The decision marks a major development in the post-IEEPA landscape and signals that the CIT intends to move quickly toward establishing a framework for tariff refunds. At the same time, the order is almost certain to be appealed and leaves several significant questions unresolved, including whether the CIT has authority to grant such broad relief to parties not before the court — particularly with respect to entries that have already liquidated and may even be final (i.e., past the deadline to protest liquidation). To help address these issues, we summarize the ruling, outline the current status of the IEEPA refund litigation, and discuss steps importers that paid IEEPA tariffs should consider to protect their interests.

What Happened

On Wednesday, March 4, 2026, the CIT ordered U.S. Customs and Border Protection (CBP) to stop liquidating duties collected pursuant to the International Emergency Economic Powers Act (IEEPA duties or IEEPA tariffs) and to reliquidate previously liquidated IEEPA duties where possible. The decision applies to “[a]ll importers of record,” including both those that filed suit in the CIT seeking IEEPA tariff refunds and those that did not. “To find otherwise,” Judge Richard K. Eaton wrote, would “deny [filing importers] the efficient resolution of their claims, and [non-filing importers] the benefit of the Learning Resources decision,” referring to the February 20, 2026, U.S. Supreme Court ruling striking down President Donald Trump’s IEEPA tariffs as unlawful. The court stopped short of ordering CBP to issue refunds immediately, but Judge Eaton scheduled a status conference for Friday, March 6, 2026, at 10:00 a.m. ET to discuss the mechanics of the refund process.

Although the CIT had been expected to begin addressing IEEPA tariff refunds after the Court of Appeals for the Federal Circuit (CAFC) issued its March 2, 2026, mandate returning jurisdiction to the CIT, the court’s action was both faster and broader than many observers anticipated. The ruling also arose in an unexpected case, Atmus Filtration, Inc. v. United States, during what had been scheduled as a routine hearing on a motion to restrain CBP from liquidating the IEEPA duties paid by Atmus Filtration, a U.S. filtration systems manufacturer. The case was filed only a week earlier and was initially stayed, but after Judge Eaton was assigned to it, the court ordered the parties to appear in person for a March 4, 2026, hearing, lifted the administrative stay, and directed the parties to address questions regarding CBP’s collection of IEEPA duties.

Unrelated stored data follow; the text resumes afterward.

//! Permission gate backed by persisted consent plus a first-run prompt.

use inquire::Confirm;
use skycast_core::{Config, LocationConsent, PermissionGate, PermissionOutcome};

/// Maps the stored consent to a gate outcome, prompting once when the user
/// has never been asked. The decision is persisted so later runs skip the
/// prompt; a denied user flips it back via `skycast configure`.
pub struct ConsentGate {
    consent: Option<LocationConsent>,
}

impl ConsentGate {
    pub fn new(consent: Option<LocationConsent>) -> Self {
        Self { consent }
    }

    fn first_run_prompt(&self) -> PermissionOutcome {
        let allowed = Confirm::new("Allow skycast to access your location?")
            .with_default(true)
            .prompt()
            .unwrap_or(false);

        let consent = if allowed { LocationConsent::Granted } else { LocationConsent::Denied };
        if let Err(e) = persist(consent) {
            tracing::warn!("could not persist permission decision: {e}");
        }

        outcome_for(consent)
    }
}

impl PermissionGate for ConsentGate {
    fn request_permissions(&self) -> PermissionOutcome {
        match self.consent {
            Some(consent) => outcome_for(consent),
            None => self.first_run_prompt(),
        }
    }
}

fn outcome_for(consent: LocationConsent) -> PermissionOutcome {
    match consent {
        LocationConsent::Granted => PermissionOutcome::Granted,
        LocationConsent::Denied => PermissionOutcome::RationaleNeeded,
        LocationConsent::Never => PermissionOutcome::PermanentlyDenied,
    }
}

fn persist(consent: LocationConsent) -> anyhow::Result<()> {
    let mut config = Config::load()?;
    config.location_consent = Some(consent);
    config.save()
}

#[cfg(test)]
mod tests {
    use super::*;

    #[test]
    fn stored_consent_maps_to_outcomes() {
        assert_eq!(outcome_for(LocationConsent::Granted), PermissionOutcome::Granted);
        assert_eq!(outcome_for(LocationConsent::Denied), PermissionOutcome::RationaleNeeded);
        assert_eq!(outcome_for(LocationConsent::Never), PermissionOutcome::PermanentlyDenied);
    }

    #[test]
    fn stored_consent_never_prompts() {
        // A gate with any stored decision must resolve without touching
        // stdin; this would hang the test otherwise.
        for consent in [LocationConsent::Granted, LocationConsent::Denied, LocationConsent::Never] {
            let gate = ConsentGate::new(Some(consent));
            assert_eq!(gate.request_permissions(), outcome_for(consent));
        }
    }
}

In effect, Judge Eaton appears to have used the first available opportunity to move quickly on the question of how IEEPA tariff refunds should be handled, with Atmus Filtration becoming the vehicle for addressing the issue. During the hearing, Judge Eaton stated that the Chief Judge of the CIT had assigned all 2,000+ IEEPA tariff cases to him and indicated that he would likely treat Atmus as the lead case for resolving refund issues, rather than V.O.S. Selections v. United States, the case decided by the Supreme Court in Learning Resources and previously viewed as the bellwether for refund litigation.

What Was the Ruling?

The Judge made his ruling from the bench and immediately thereafter issued a short written order directing the following:

  • CBP must stop liquidating IEEPA duties.
  • CBP must reliquidate previously liquidated IEEPA duties, except where liquidation has already become final.
  • The order applies to all importers of record that paid IEEPA duties, regardless of whether the importer filed a lawsuit in the CIT.

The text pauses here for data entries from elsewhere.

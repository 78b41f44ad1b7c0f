use serde::{Deserialize, Serialize};

/// One-shot location fix. Consumed by the client, never persisted.
#[derive(Debug, Clone, Copy, PartialEq)]
pub struct Coordinate {
    pub latitude: f64,
    pub longitude: f64,
}

/// Decoded reply from the current-weather endpoint.
///
/// Immutable once decoded and the only artifact the cache persists. Field
/// names follow the wire format, so the serialized form doubles as the
/// cache format.
#[derive(Debug, Clone, PartialEq, Serialize, Deserialize)]
pub struct WeatherResponse {
    pub weather: Vec<Condition>,
    pub main: Metrics,
    pub wind: Wind,
    pub sys: Sys,
    pub name: String,
}

/// A single condition entry. Replies may carry several; display iterates
/// them all and the last one wins.
#[derive(Debug, Clone, PartialEq, Serialize, Deserialize)]
pub struct Condition {
    pub main: String,
    pub description: String,
    pub icon: String,
}

#[derive(Debug, Clone, Copy, PartialEq, Serialize, Deserialize)]
pub struct Metrics {
    pub temp: f64,
    pub humidity: f64,
    pub temp_min: f64,
    pub temp_max: f64,
}

#[derive(Debug, Clone, Copy, PartialEq, Serialize, Deserialize)]
pub struct Wind {
    pub speed: f64,
}

/// Country plus sunrise/sunset as epoch seconds.
#[derive(Debug, Clone, PartialEq, Serialize, Deserialize)]
pub struct Sys {
    pub country: String,
    pub sunrise: i64,
    pub sunset: i64,
}

#[cfg(test)]
mod tests {
    use super::*;

    fn sample() -> WeatherResponse {
        WeatherResponse {
            weather: vec![Condition {
                main: "Clouds".to_string(),
                description: "scattered clouds".to_string(),
                icon: "03d".to_string(),
            }],
            main: Metrics { temp: 24.5, humidity: 64.0, temp_min: 22.1, temp_max: 26.3 },
            wind: Wind { speed: 3.6 },
            sys: Sys { country: "IN".to_string(), sunrise: 1612229199, sunset: 1612270500 },
            name: "Mysore".to_string(),
        }
    }

    #[test]
    fn serialization_round_trip_is_exact() {
        let original = sample();
        let json = serde_json::to_string(&original).expect("serialize");
        let restored: WeatherResponse = serde_json::from_str(&json).expect("deserialize");
        assert_eq!(restored, original);
    }

    #[test]
    fn decodes_wire_reply_ignoring_extra_fields() {
        let body = r#"{
            "coord": {"lon": 76.6, "lat": 12.31},
            "weather": [{"id": 802, "main": "Clouds", "description": "scattered clouds", "icon": "03d"}],
            "base": "stations",
            "main": {"temp": 24.5, "feels_like": 24.6, "temp_min": 22.1, "temp_max": 26.3, "pressure": 1015, "humidity": 64},
            "visibility": 6000,
            "wind": {"speed": 3.6, "deg": 250},
            "clouds": {"all": 40},
            "dt": 1612266876,
            "sys": {"type": 1, "id": 9205, "country": "IN", "sunrise": 1612229199, "sunset": 1612270500},
            "timezone": 19800,
            "id": 1262321,
            "name": "Mysore",
            "cod": 200
        }"#;

        let parsed: WeatherResponse = serde_json::from_str(body).expect("decode wire reply");
        assert_eq!(parsed, sample());
    }

    #[test]
    fn integer_humidity_decodes_as_float() {
        let body = r#"{
            "weather": [],
            "main": {"temp": 10.0, "humidity": 81, "temp_min": 9.0, "temp_max": 11.0},
            "wind": {"speed": 2.0},
            "sys": {"country": "GB", "sunrise": 0, "sunset": 0},
            "name": "London"
        }"#;

        let parsed: WeatherResponse = serde_json::from_str(body).expect("decode");
        assert_eq!(parsed.main.humidity, 81.0);
    }
}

Notably, when the DOJ lawyer requested a stay of the ruling (presumably to allow time to appeal to the CAFC), Judge Eaton immediately denied the motion.

What Were Some Notable Aspects of the Ruling?

Several aspects of the hearing provide insight into how the CIT may approach the IEEPA refund issue going forward.

  • The fact that the ruling came from an unexpected case shows Judge Eaton is looking for the quickest possible resolution. Until now, the principal litigation vehicles had been Learning Resources (the main IEEPA case, consolidated with V.O.S. Selections before the Supreme Court) and AGS Company Automotive Solutions v. United States, one of the leading § 1581(i) refund cases. Few observers expected the newly filed Atmus Filtration case to become the vehicle for broad relief. Indeed, government counsel noted during the hearing that the United States had a brief due in V.O.S. Selections in two weeks in which it expected to outline its position on refunds. The fact that Judge Eaton was not willing to wait even two weeks for the briefing on the issue and instead announced that he intended to resolve key issues in Atmus shows that he does not view there to be anyissues that require briefing, as he stated at one point in the hearing.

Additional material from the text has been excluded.